By Lazar Emanuel [Originally published in NYPRR December 2002]
A lawyer who joins and participates as a member of a law firm organized as a professional corporation may not obtain a “partnership” accounting from the other lawyers in the firm. [Weiner v. Hoffinger Friedland Dobrish & Stern, App. Div., 2nd Dept. (11/10/2002).]
Attorney Stephen L. Weiner became an associate of the law firm headed by Jack S. Hoffinger in 1979. In 1982, he was made a partner. The firm conducted its business in two separate groups — a litigation group and a corporate and real estate group. Although there was no partnership agreement, all the lawyers “conducted themselves as a partnership.”
In 1991, the lawyers reorganized themselves as a professional corporation bearing the names of four of the lawyers. The corporate title included the designation “P.C.” Attorney Weiner continued to be employed by the professional corporation under the designation “Stephen L. Weiner, P.C.”
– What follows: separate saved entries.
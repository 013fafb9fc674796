use crate::adapters::memory_dom::MemoryDocument;
use crate::config::scenario::{Action, Scenario, Step};
use crate::core::contact_form::{POPUP_SELECTOR, RESPONSE_SELECTOR, SUBMIT_SELECTOR};
use crate::core::menu::NAV_SELECTOR;
use crate::core::runtime::SiteRuntime;
use crate::domain::events::PageEvent;
use crate::domain::model::{ContactField, ElementId, SubmitOutcome};
use crate::domain::ports::{ContactTransport, Document};
use crate::utils::error::{Result, SiteError};
use serde::Serialize;
use std::collections::BTreeMap;
use std::time::Duration;

/// Final UI state after a replay.
#[derive(Debug, Clone, PartialEq, Serialize)]
pub struct ReplayReport {
    pub scenario: String,
    pub clock_ms: u64,
    pub menu_open: bool,
    pub nav_aria_hidden: Option<String>,
    pub scroll_locked: bool,
    pub active_href: Option<String>,
    pub scroll_y: f64,
    pub scroll_requests: usize,
    pub modal_visible: bool,
    pub media_src: String,
    pub popup_visible: bool,
    pub response_message: String,
    pub field_errors: BTreeMap<String, String>,
    pub submissions: Vec<SubmitOutcome>,
}

/// Drives a [`SiteRuntime`] over an in-memory landing page, step by step.
pub struct Replayer<'a, T: ContactTransport + ?Sized> {
    transport: &'a T,
}

impl<'a, T: ContactTransport + ?Sized> Replayer<'a, T> {
    pub fn new(transport: &'a T) -> Self {
        Self { transport }
    }

    pub async fn run(&self, scenario: &Scenario) -> Result<ReplayReport> {
        tracing::info!("▶️ Replaying scenario '{}' ({} steps)", scenario.name, scenario.steps.len());

        let document = MemoryDocument::landing_page(&scenario.page);
        let mut runtime = SiteRuntime::boot(document, scenario.site.clone(), Duration::ZERO);
        let mut submissions = Vec::new();

        for (i, step) in scenario.steps.iter().enumerate() {
            let now = Duration::from_millis(step.at_ms);
            runtime.tick(now);
            tracing::debug!("step {} at {}ms: {:?}", i, step.at_ms, step.action);

            if let Some(outcome) = self.apply(&mut runtime, step, now).await? {
                submissions.push(outcome);
            }
        }

        let end = scenario.end_at_ms();
        runtime.tick(Duration::from_millis(end));

        Ok(Self::report(&runtime, &scenario.name, end, submissions))
    }

    async fn apply(
        &self,
        runtime: &mut SiteRuntime<MemoryDocument>,
        step: &Step,
        now: Duration,
    ) -> Result<Option<SubmitOutcome>> {
        match &step.action {
            Action::Click { selector } => {
                let target = Self::find(runtime.document(), selector)?;
                runtime.dispatch(PageEvent::click(target), now);
            }
            Action::ClickLink { href } => {
                let target = runtime
                    .document()
                    .link(href)
                    .ok_or_else(|| SiteError::missing(format!(".nav-link[href=\"{}\"]", href)))?;
                runtime.dispatch(PageEvent::click(target), now);
            }
            Action::Key { key } => {
                runtime.dispatch(PageEvent::key(key.as_str()), now);
            }
            Action::Resize { width } => {
                runtime.document_mut().set_inner_width(*width);
                runtime.dispatch(PageEvent::Resize, now);
            }
            Action::Scroll { y } => {
                runtime.document_mut().set_scroll_y(*y);
                if runtime.dispatch(PageEvent::Scroll, now).needs_animation_frame {
                    runtime.on_animation_frame();
                }
            }
            Action::Fill { selector, value } => {
                if !runtime.document_mut().fill(selector, value) {
                    return Err(SiteError::missing(selector.as_str()));
                }
            }
            Action::Submit => return Ok(Some(self.submit(runtime, now).await?)),
        }
        Ok(None)
    }

    async fn submit(
        &self,
        runtime: &mut SiteRuntime<MemoryDocument>,
        now: Duration,
    ) -> Result<SubmitOutcome> {
        let button = runtime
            .contact()
            .and_then(|c| c.submit_element())
            .ok_or_else(|| SiteError::missing(SUBMIT_SELECTOR))?;

        let dispatch = runtime.dispatch(PageEvent::click(button), now);
        let outcome = match dispatch.pending_submission {
            Some(payload) => runtime
                .send_submission(self.transport, payload, now)
                .await
                .unwrap_or(SubmitOutcome::TransportFailed),
            None => Self::rejected_locally(runtime),
        };
        tracing::info!("📨 submission outcome: {:?}", outcome);
        Ok(outcome)
    }

    fn rejected_locally(runtime: &SiteRuntime<MemoryDocument>) -> SubmitOutcome {
        match runtime.contact() {
            Some(form) if form.is_in_flight() => SubmitOutcome::Busy,
            _ => SubmitOutcome::Invalid {
                errors: Self::field_errors(runtime.document()).len(),
            },
        }
    }

    fn find(doc: &MemoryDocument, selector: &str) -> Result<ElementId> {
        doc.query(selector).ok_or_else(|| SiteError::missing(selector))
    }

    fn field_errors(doc: &MemoryDocument) -> BTreeMap<String, String> {
        ContactField::ALL
            .iter()
            .filter_map(|field| {
                let text = doc.query(field.error_selector()).map(|el| doc.text(el))?;
                (!text.is_empty()).then(|| (field.to_string(), text))
            })
            .collect()
    }

    fn report(
        runtime: &SiteRuntime<MemoryDocument>,
        scenario: &str,
        clock_ms: u64,
        submissions: Vec<SubmitOutcome>,
    ) -> ReplayReport {
        let doc = runtime.document();
        let text_of = |selector: &str| doc.query(selector).map(|el| doc.text(el)).unwrap_or_default();

        ReplayReport {
            scenario: scenario.to_string(),
            clock_ms,
            menu_open: runtime.menu().map(|m| m.is_open()).unwrap_or(false),
            nav_aria_hidden: doc
                .query(NAV_SELECTOR)
                .and_then(|nav| doc.attribute(nav, "aria-hidden")),
            scroll_locked: doc.style(doc.body(), "overflow").as_deref() == Some("hidden"),
            active_href: runtime
                .nav()
                .and_then(|n| n.active().current_href.clone()),
            scroll_y: doc.scroll_y(),
            scroll_requests: doc.scroll_log().len(),
            modal_visible: runtime.video().state().is_visible,
            media_src: runtime.video().state().media_src.clone(),
            popup_visible: doc
                .query(POPUP_SELECTOR)
                .and_then(|p| doc.style(p, "display"))
                .as_deref()
                == Some("flex"),
            response_message: text_of(RESPONSE_SELECTOR),
            field_errors: Self::field_errors(doc),
            submissions,
        }
    }
}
In 1996, Weiner left for a job in government. Dissatisfied with the fees paid to him for his services to the firm before his departure, Weiner and his P.C. sued the law firm for an accounting which Weiner characterized as a “partnership accounting.” In his complaint, Weiner alleged that notwithstanding their status as members of a professional corporation, the lawyers who had originally formed the “Hoffinger partnership” had continued to work as partners. The trial court decided for the defendants after hearing all the evidence at trial. The issue was whether a partnership had continued to exist within the professional corporation. The court found that it had ceased to exist upon formation of the corporation.
The Appellate Court affirmed. The evidence showed that the firm had held itself out as a single entity, operating as a professional corporation. The P.C. was always the entity of record. Retainers were in the name of the P.C. The firm stationary listed only the P.C. The bank account was in its name and all checks were issued by it. There was one malpractice policy, one liability policy, one pension plan, one group health policy, all in the name of the P.C.
It was immaterial that the two separate practice groups continued to work in the same manner as before the organization of the P.C., that profits and expenses were accounted for separately within the two groups, or that the senior partners continued to refer to themselves as partners.
The appellate court said: “…a partnership may not exist where the business is conducted in corporate form, and partners may not be partners between themselves while using the corporate shield to protect themselves against liability” [citing Weisman v. Awnair Corp. of America, 3 NY2d 444, at 449–50].
Lazar Emanuel is the Publisher of NYPRR.